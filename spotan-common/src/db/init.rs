//! Database initialization
//!
//! Opens (creating when missing) the SQLite database and creates the entity
//! tables. Every statement is idempotent so startup can run it unconditionally.

use crate::Result;
use sqlx::{sqlite::SqlitePoolOptions, SqlitePool};
use std::path::Path;
use tracing::info;

/// Initialize database connection and create tables if needed
pub async fn init_database(db_path: &Path) -> Result<SqlitePool> {
    let newly_created = !db_path.exists();

    if let Some(parent) = db_path.parent() {
        std::fs::create_dir_all(parent)?;
    }

    let db_url = format!("sqlite://{}?mode=rwc", db_path.display());
    let pool = SqlitePoolOptions::new()
        .max_connections(8)
        .min_connections(1)
        .connect(&db_url)
        .await?;

    if newly_created {
        info!("Initialized new database: {}", db_path.display());
    } else {
        info!("Opened existing database: {}", db_path.display());
    }

    // WAL lets the bulk stream commit proceed while workers still read
    sqlx::query("PRAGMA journal_mode = WAL")
        .execute(&pool)
        .await?;

    configure_connection(&pool).await?;
    create_schema(&pool).await?;

    Ok(pool)
}

/// Single-connection in-memory database with the full schema
///
/// Each SQLite `:memory:` connection is its own database, so the pool is
/// capped at one connection.
pub async fn init_memory_database() -> Result<SqlitePool> {
    let pool = SqlitePoolOptions::new()
        .max_connections(1)
        .connect("sqlite::memory:")
        .await?;

    configure_connection(&pool).await?;
    create_schema(&pool).await?;

    Ok(pool)
}

async fn configure_connection(pool: &SqlitePool) -> Result<()> {
    sqlx::query("PRAGMA foreign_keys = ON")
        .execute(pool)
        .await?;
    sqlx::query("PRAGMA busy_timeout = 5000")
        .execute(pool)
        .await?;
    Ok(())
}

/// Create all entity tables
pub async fn create_schema(pool: &SqlitePool) -> Result<()> {
    create_artists_table(pool).await?;
    create_albums_table(pool).await?;
    create_album_artists_table(pool).await?;
    create_tracks_table(pool).await?;
    create_track_artists_table(pool).await?;
    create_streams_table(pool).await?;
    Ok(())
}

pub async fn create_artists_table(pool: &SqlitePool) -> Result<()> {
    sqlx::query(
        r#"
        CREATE TABLE IF NOT EXISTS artists (
            spotify_id TEXT PRIMARY KEY,
            name TEXT NOT NULL,
            image_url TEXT,
            popularity INTEGER NOT NULL DEFAULT 0,
            last_refreshed TIMESTAMP NOT NULL,
            CHECK (popularity >= 0 AND popularity <= 100)
        )
        "#,
    )
    .execute(pool)
    .await?;

    Ok(())
}

pub async fn create_albums_table(pool: &SqlitePool) -> Result<()> {
    sqlx::query(
        r#"
        CREATE TABLE IF NOT EXISTS albums (
            spotify_id TEXT PRIMARY KEY,
            name TEXT NOT NULL,
            image_url TEXT,
            release_date TEXT,
            last_refreshed TIMESTAMP NOT NULL
        )
        "#,
    )
    .execute(pool)
    .await?;

    Ok(())
}

pub async fn create_album_artists_table(pool: &SqlitePool) -> Result<()> {
    sqlx::query(
        r#"
        CREATE TABLE IF NOT EXISTS album_artists (
            album_id TEXT NOT NULL REFERENCES albums(spotify_id) ON DELETE CASCADE,
            artist_id TEXT NOT NULL REFERENCES artists(spotify_id) ON DELETE CASCADE,
            position INTEGER NOT NULL,
            PRIMARY KEY (album_id, artist_id)
        )
        "#,
    )
    .execute(pool)
    .await?;

    sqlx::query("CREATE INDEX IF NOT EXISTS idx_album_artists_artist ON album_artists(artist_id)")
        .execute(pool)
        .await?;

    Ok(())
}

pub async fn create_tracks_table(pool: &SqlitePool) -> Result<()> {
    sqlx::query(
        r#"
        CREATE TABLE IF NOT EXISTS tracks (
            spotify_id TEXT PRIMARY KEY,
            album_id TEXT REFERENCES albums(spotify_id),
            name TEXT NOT NULL,
            length_ms INTEGER NOT NULL,
            explicit INTEGER NOT NULL DEFAULT 0,
            preview_url TEXT,
            acousticness REAL NOT NULL,
            danceability REAL NOT NULL,
            energy REAL NOT NULL,
            instrumentalness REAL NOT NULL,
            key INTEGER,
            liveness REAL NOT NULL,
            loudness REAL NOT NULL,
            mode INTEGER NOT NULL,
            speechiness REAL NOT NULL,
            estimated_tempo REAL NOT NULL,
            time_signature REAL NOT NULL,
            valence REAL NOT NULL,
            last_refreshed TIMESTAMP NOT NULL,
            CHECK (key IS NULL OR (key >= 0 AND key <= 11)),
            CHECK (mode IN (0, 1))
        )
        "#,
    )
    .execute(pool)
    .await?;

    sqlx::query("CREATE INDEX IF NOT EXISTS idx_tracks_album ON tracks(album_id)")
        .execute(pool)
        .await?;

    Ok(())
}

pub async fn create_track_artists_table(pool: &SqlitePool) -> Result<()> {
    sqlx::query(
        r#"
        CREATE TABLE IF NOT EXISTS track_artists (
            track_id TEXT NOT NULL REFERENCES tracks(spotify_id) ON DELETE CASCADE,
            artist_id TEXT NOT NULL REFERENCES artists(spotify_id) ON DELETE CASCADE,
            position INTEGER NOT NULL,
            PRIMARY KEY (track_id, artist_id)
        )
        "#,
    )
    .execute(pool)
    .await?;

    sqlx::query("CREATE INDEX IF NOT EXISTS idx_track_artists_artist ON track_artists(artist_id)")
        .execute(pool)
        .await?;

    Ok(())
}

pub async fn create_streams_table(pool: &SqlitePool) -> Result<()> {
    sqlx::query(
        r#"
        CREATE TABLE IF NOT EXISTS streams (
            username TEXT NOT NULL,
            track_id TEXT NOT NULL REFERENCES tracks(spotify_id),
            end_at TIMESTAMP NOT NULL,
            start_at TIMESTAMP NOT NULL,
            duration_ms INTEGER NOT NULL,
            reason_start TEXT,
            reason_end TEXT,
            shuffle INTEGER NOT NULL DEFAULT 0,
            incognito_mode INTEGER NOT NULL DEFAULT 0,
            PRIMARY KEY (username, track_id, end_at),
            CHECK (duration_ms >= 0)
        )
        "#,
    )
    .execute(pool)
    .await?;

    sqlx::query("CREATE INDEX IF NOT EXISTS idx_streams_end ON streams(end_at)")
        .execute(pool)
        .await?;

    Ok(())
}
━━━━━━━━━━━━━━━━
All of the data above should be transcribed exactly.

filename spotan-common/src/db/init.rs
//! Database initialization
//!
//! Opens (creating when missing) the SQLite database and creates the entity
//! tables. Every statement is idempotent so startup can run it unconditionally.

use crate::Result;
use sqlx::{sqlite::SqlitePoolOptions, SqlitePool};
use std::path::Path;
use tracing::info;

/// Initialize database connection and create tables if needed
pub async fn init_database(db_path: &Path) -> Result<SqlitePool> {
    let newly_created = !db_path.exists();

    if let Some(parent) = db_path.parent() {
        std::fs::create_dir_all(parent)?;
    }

    let db_url = format!("sqlite://{}?mode=rwc", db_path.display());
    let pool = SqlitePoolOptions::new()
        .max_connections(8)
        .min_connections(1)
        .connect(&db_url)
        .await?;

    if newly_created {
        info!("Initialized new database: {}", db_path.display());
    } else {
        info!("Opened existing database: {}", db_path.display());
    }

    // WAL lets the bulk stream commit proceed while workers still read
    sqlx::query("PRAGMA journal_mode = WAL")
        .execute(&pool)
        .await?;

    configure_connection(&pool).await?;
    create_schema(&pool).await?;

    Ok(pool)
}

/// Single-connection in-memory database with the full schema
///
/// Each SQLite `:memory:` connection is its own database, so the pool is
/// capped at one connection.
pub async fn init_memory_database() -> Result<SqlitePool> {
    let pool = SqlitePoolOptions::new()
        .max_connections(1)
        .connect("sqlite::memory:")
        .await?;

    configure_connection(&pool).await?;
    create_schema(&pool).await?;

    Ok(pool)
}

async fn configure_connection(pool: &SqlitePool) -> Result<()> {
    sqlx::query("PRAGMA foreign_keys = ON")
        .execute(pool)
        .await?;
    sqlx::query("PRAGMA busy_timeout = 5000")
        .execute(pool)
        .await?;
    Ok(())
}

/// Create all entity tables
pub async fn create_schema(pool: &SqlitePool) -> Result<()> {
    create_artists_table(pool).await?;
    create_albums_table(pool).await?;
    create_album_artists_table(pool).await?;
    create_tracks_table(pool).await?;
    create_track_artists_table(pool).await?;
    create_streams_table(pool).await?;
    Ok(())
}

pub async fn create_artists_table(pool: &SqlitePool) -> Result<()> {
    sqlx::query(
        r#"
        CREATE TABLE IF NOT EXISTS artists (
            spotify_id TEXT PRIMARY KEY,
            name TEXT NOT NULL,
            image_url TEXT,
            popularity INTEGER NOT NULL DEFAULT 0,
            last_refreshed TIMESTAMP NOT NULL,
            CHECK (popularity >= 0 AND popularity <= 100)
        )
        "#,
    )
    .execute(pool)
    .await?;

    Ok(())
}

pub async fn create_albums_table(pool: &SqlitePool) -> Result<()> {
    sqlx::query(
        r#"
        CREATE TABLE IF NOT EXISTS albums (
            spotify_id TEXT PRIMARY KEY,
            name TEXT NOT NULL,
            image_url TEXT,
            release_date TEXT,
            last_refreshed TIMESTAMP NOT NULL
        )
        "#,
    )
    .execute(pool)
    .await?;

    Ok(())
}

pub async fn create_album_artists_table(pool: &SqlitePool) -> Result<()> {
    sqlx::query(
        r#"
        CREATE TABLE IF NOT EXISTS album_artists (
            album_id TEXT NOT NULL REFERENCES albums(spotify_id) ON DELETE CASCADE,
            artist_id TEXT NOT NULL REFERENCES artists(spotify_id) ON DELETE CASCADE,
            position INTEGER NOT NULL,
            PRIMARY KEY (album_id, artist_id)
        )
        "#,
    )
    .execute(pool)
    .await?;

    sqlx::query("CREATE INDEX IF NOT EXISTS idx_album_artists_artist ON album_artists(artist_id)")
        .execute(pool)
        .await?;

    Ok(())
}

pub async fn create_tracks_table(pool: &SqlitePool) -> Result<()> {
    sqlx::query(
        r#"
        CREATE TABLE IF NOT EXISTS tracks (
            spotify_id TEXT PRIMARY KEY,
            album_id TEXT REFERENCES albums(spotify_id),
            name TEXT NOT NULL,
            length_ms INTEGER NOT NULL,
            explicit INTEGER NOT NULL DEFAULT 0,
            preview_url TEXT,
            acousticness REAL NOT NULL,
            danceability REAL NOT NULL,
            energy REAL NOT NULL,
            instrumentalness REAL NOT NULL,
            key INTEGER,
            liveness REAL NOT NULL,
            loudness REAL NOT NULL,
            mode INTEGER NOT NULL,
            speechiness REAL NOT NULL,
            estimated_tempo REAL NOT NULL,
            time_signature REAL NOT NULL,
            valence REAL NOT NULL,
            last_refreshed TIMESTAMP NOT NULL,
            CHECK (key IS NULL OR (key >= 0 AND key <= 11)),
            CHECK (mode IN (0, 1))
        )
        "#,
    )
    .execute(pool)
    .await?;

    sqlx::query("CREATE INDEX IF NOT EXISTS idx_tracks_album ON tracks(album_id)")
        .execute(pool)
        .await?;

    Ok(())
}

pub async fn create_track_artists_table(pool: &SqlitePool) -> Result<()> {
    sqlx::query(
        r#"
        CREATE TABLE IF NOT EXISTS track_artists (
            track_id TEXT NOT NULL REFERENCES tracks(spotify_id) ON DELETE CASCADE,
            artist_id TEXT NOT NULL REFERENCES artists(spotify_id) ON DELETE CASCADE,
            position INTEGER NOT NULL,
            PRIMARY KEY (track_id, artist_id)
        )
        "#,
    )
    .execute(pool)
    .await?;

    sqlx::query("CREATE INDEX IF NOT EXISTS idx_track_artists_artist ON track_artists(artist_id)")
        .execute(pool)
        .await?;

    Ok(())
}

pub async fn create_streams_table(pool: &SqlitePool) -> Result<()> {
    sqlx::query(
        r#"
        CREATE TABLE IF NOT EXISTS streams (
            username TEXT NOT NULL,
            track_id TEXT NOT NULL REFERENCES tracks(spotify_id),
            end_at TIMESTAMP NOT NULL,
            start_at TIMESTAMP NOT NULL,
            duration_ms INTEGER NOT NULL,
            reason_start TEXT,
            reason_end TEXT,
            shuffle INTEGER NOT NULL DEFAULT 0,
            incognito_mode INTEGER NOT NULL DEFAULT 0,
            PRIMARY KEY (username, track_id, end_at),
            CHECK (duration_ms >= 0)
        )
        "#,
    )
    .execute(pool)
    .await?;

    sqlx::query("CREATE INDEX IF NOT EXISTS idx_streams_end ON streams(end_at)")
        .execute(pool)
        .await?;

    Ok(())
}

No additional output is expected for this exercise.